Elfeki was still a graduate student at UIC when she asked Seyedsayamdost if he intended to transfer his technology from lab to company. And then she asked for a job.

“He was so approachable. He was funny and interesting and so passionate about his science,” said Elfeki, today a postdoctoral fellow in the Seyedsayamdost Lab. “I just asked if he was interested in commercializing it. It’s always been my dream to start a drug discovery company.”  

Cryptyx Bioscience was born from that encounter. Now on the cusp of a broader application with HiTES at its core, Cryptyx is matching its technology to the needs of the drug discovery industry.

“The skills required to run a startup are not taught in typical academic training. For that reason, assembling a team that covers all the necessary skill sets is an important first step,” said Seyedsayamdost, who was awarded a MacArthur Fellowship last fall for his research on the biosynthesis of these novel molecules. 

“What Maryam brings to the HiTES team is energy, business acumen, and an entrepreneurial spirit. I had been playing with the idea of commercializing our technology, and my immediate impression after meeting and talking with her was that she was the right partner for this job.”

Considering all the labs there are on Princeton’s campus, let alone throughout the country, an enormous amount of research is generated yearly with vast potential for solutions to real-world problems. But because of a multitude of factors – time constraints, cost, incapacity to scale technology – scientists struggle to bring their work to application, and much research languishes in the lab. 

Mohammad Seyedsayamdost, associate professor in the Department of Chemistry and creator of the HiTES technology; and Elfeki.
Mohammad Seyedsayamdost, associate professor in the Department of Chemistry and creator of the HiTES technology; and Elfeki. 
Photos by C. Todd Reichart

Increasingly, a generation of younger researchers raised on the entrepreneurial mindset have stepped in to stoke the momentum and focus on development. Elfeki is one of them, honing her business skills working with Princeton’s Office of Technology Licensing and at a similar office at UIC two years ago. She also completed the Princeton Startup Bootcamp in January. 

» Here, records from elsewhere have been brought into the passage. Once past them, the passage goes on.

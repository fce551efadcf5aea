//! Benchmark inputs and utilities for the plat OpenStreetMap toolkit.
//!
//! Provides deterministic synthetic documents for benchmarks and examples:
//!
//! - [`synthetic_nodes_document`]: dense node soup with jittered coordinates
//! - [`synthetic_ways_document`]: tagged ways over an implied node pool
//! - [`jitter_location`]: the placement rule both generators share
//!
//! Generation is seeded, so two runs of the same benchmark parse
//! byte-identical input.

#![forbid(unsafe_code)]
#![deny(rustdoc::broken_intra_doc_links)]

use std::fmt::Write;

use plat_core::Location;

/// Longitude origin of the synthetic grid, in 1e-7 degrees.
const BASE_X: i32 = 83_600_000;
/// Latitude origin of the synthetic grid, in 1e-7 degrees.
const BASE_Y: i32 = 490_190_000;
/// Fixed-point spacing between neighbouring grid slots.
const GRID_STEP: i32 = 1_000;
/// Version and timestamp attributes shared by every synthetic element.
const META: &str = "version=\"1\" timestamp=\"2015-07-01T12:30:45Z\"";

/// Place index `i` on a 1000-wide grid around the origin, displaced by
/// a seed-dependent jitter so the coordinate text varies between nodes.
pub fn jitter_location(seed: u64, i: u64) -> Location {
    let h = mix(seed, i);
    let x = BASE_X + (i % 1_000) as i32 * GRID_STEP + (h % 997) as i32;
    let y = BASE_Y + (i / 1_000) as i32 * GRID_STEP + ((h >> 32) % 997) as i32;
    Location::new(x, y)
}

/// Build a document holding `count` untagged nodes with ascending ids.
pub fn synthetic_nodes_document(count: usize, seed: u64) -> String {
    let mut doc = String::with_capacity(count * 110 + 64);
    doc.push_str("<osm version=\"0.6\" generator=\"plat-bench\">\n");
    for i in 0..count {
        let location = jitter_location(seed, i as u64);
        writeln!(
            doc,
            " <node id=\"{id}\" {META} lon=\"{lon:.7}\" lat=\"{lat:.7}\"/>",
            id = i as i64 + 1,
            lon = location.lon(),
            lat = location.lat(),
        )
        .unwrap();
    }
    doc.push_str("</osm>\n");
    doc
}

/// Build a document holding `way_count` ways with `refs_per_way` node
/// references and three tags each.
///
/// References point into an implied node pool four times the size of a
/// single way, so neighbouring ways share some nodes.
pub fn synthetic_ways_document(way_count: usize, refs_per_way: usize, seed: u64) -> String {
    let pool = (refs_per_way as u64 * 4).max(1);
    let mut doc = String::with_capacity(way_count * (refs_per_way * 20 + 160) + 64);
    doc.push_str("<osm version=\"0.6\" generator=\"plat-bench\">\n");
    for i in 0..way_count {
        writeln!(doc, " <way id=\"{}\" {META}>", i as i64 + 1).unwrap();
        for n in 0..refs_per_way {
            let reference = mix(seed, (i * refs_per_way + n) as u64) % pool + 1;
            writeln!(doc, "  <nd ref=\"{reference}\"/>").unwrap();
        }
        writeln!(doc, "  <tag k=\"highway\" v=\"residential\"/>").unwrap();
        writeln!(doc, "  <tag k=\"name\" v=\"Way {}\"/>", i + 1).unwrap();
        writeln!(doc, "  <tag k=\"surface\" v=\"asphalt\"/>").unwrap();
        doc.push_str(" </way>\n");
    }
    doc.push_str("</osm>\n");
    doc
}

/// Splitmix-style hash of `seed` and `i`.
fn mix(seed: u64, i: u64) -> u64 {
    seed.wrapping_mul(6364136223846793005)
        .wrapping_add(i.wrapping_mul(1442695040888963407))
}

#[cfg(test)]
mod tests {
    use super::*;
    use plat_arena::EntityRef;
    use plat_xml::Reader;

    #[test]
    fn generation_is_deterministic() {
        assert_eq!(
            synthetic_nodes_document(50, 7),
            synthetic_nodes_document(50, 7)
        );
        assert_ne!(
            synthetic_nodes_document(50, 7),
            synthetic_nodes_document(50, 8)
        );
    }

    #[test]
    fn nodes_document_parses_back() {
        let mut reader = Reader::from_string(synthetic_nodes_document(100, 42));
        let mut nodes = 0usize;
        loop {
            let buffer = reader.read().unwrap();
            if buffer.is_empty() {
                break;
            }
            nodes += buffer.entities().count();
        }
        assert_eq!(nodes, 100);
        let header = reader.header().unwrap();
        assert_eq!(header.get("generator"), Some("plat-bench"));
    }

    #[test]
    fn ways_document_parses_back() {
        let mut reader = Reader::from_string(synthetic_ways_document(20, 8, 42));
        let buffer = reader.read().unwrap();
        let mut ways = 0usize;
        for entity in buffer.entities() {
            match entity {
                EntityRef::Way(way) => {
                    assert_eq!(way.nodes().len(), 8);
                    assert_eq!(way.tags().get("surface"), Some("asphalt"));
                    ways += 1;
                }
                other => panic!("unexpected entity {other:?}"),
            }
        }
        assert_eq!(ways, 20);
    }

    #[test]
    fn jitter_stays_within_one_grid_slot() {
        for i in 0..200 {
            let location = jitter_location(99, i);
            let base_x = BASE_X + (i % 1_000) as i32 * GRID_STEP;
            let base_y = BASE_Y + (i / 1_000) as i32 * GRID_STEP;
            assert!(location.x() >= base_x && location.x() < base_x + GRID_STEP);
            assert!(location.y() >= base_y && location.y() < base_y + GRID_STEP);
        }
    }
}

“It’s more and more common that grad students and postdocs are looking to be entrepreneurial. You’ve heard of the gene editing tool CRISPR?” Elfeki asked, referring to the revelation of the CRISPR/Cas9 “genetic scissors” that earned its two lead scientists the 2020 Nobel Prize in Chemistry. “But there are a lot of smaller and potentially disruptive discoveries that don’t get that much news coverage.”

PROVOKING BACTERIA

In recent years, scientists have explored how bacteria communicate or compete with each other, plumbing these adaptive responses to develop a raft of new drugs. But the process is outdated, slow, and expensive. And until recently, the prevailing attitude was that scientists had wrung all the possibilities out of standard lab methods. 

Cryptyx takes that process to a whole new level. 

HiTES deploys “elicitors” in the form of compounds that goad otherwise silent or unresponsive biosynthetic genes into producing never-before-seen molecules. These, in turn, could form the basis of new therapies. 

“If you’re growing these bacteria in a monoculture, there’s no competition. A few well-studied bacteria produce only about 30% of what they’re capable of,” said Elfeki. “When we use HiTES, where we add a few elicitors, these same bacteria produce 80% and 90% of what they’re capable of. From this method, we’ve already found dozens of novel compounds.”

Through HiTES, the Seyedsayamdost lab has identified more than 50 cryptic natural products – molecules not produced under standard growth conditions – with diverse biological activities. In turn, those discoveries have provided superior drug leads against such diseases as C. Diff, drug-resistant Mycobacterium tuberculosis, and respiratory syncytial virus (RSV), among others. 

The lab is also expanding its molecular library to provide the drug discovery pipeline with leads on new therapies. 

“A lot of people have tried to activate those silent genes by using more complex methods. But with HiTES,” said Elfeki, “it’s just so simple and elegant.”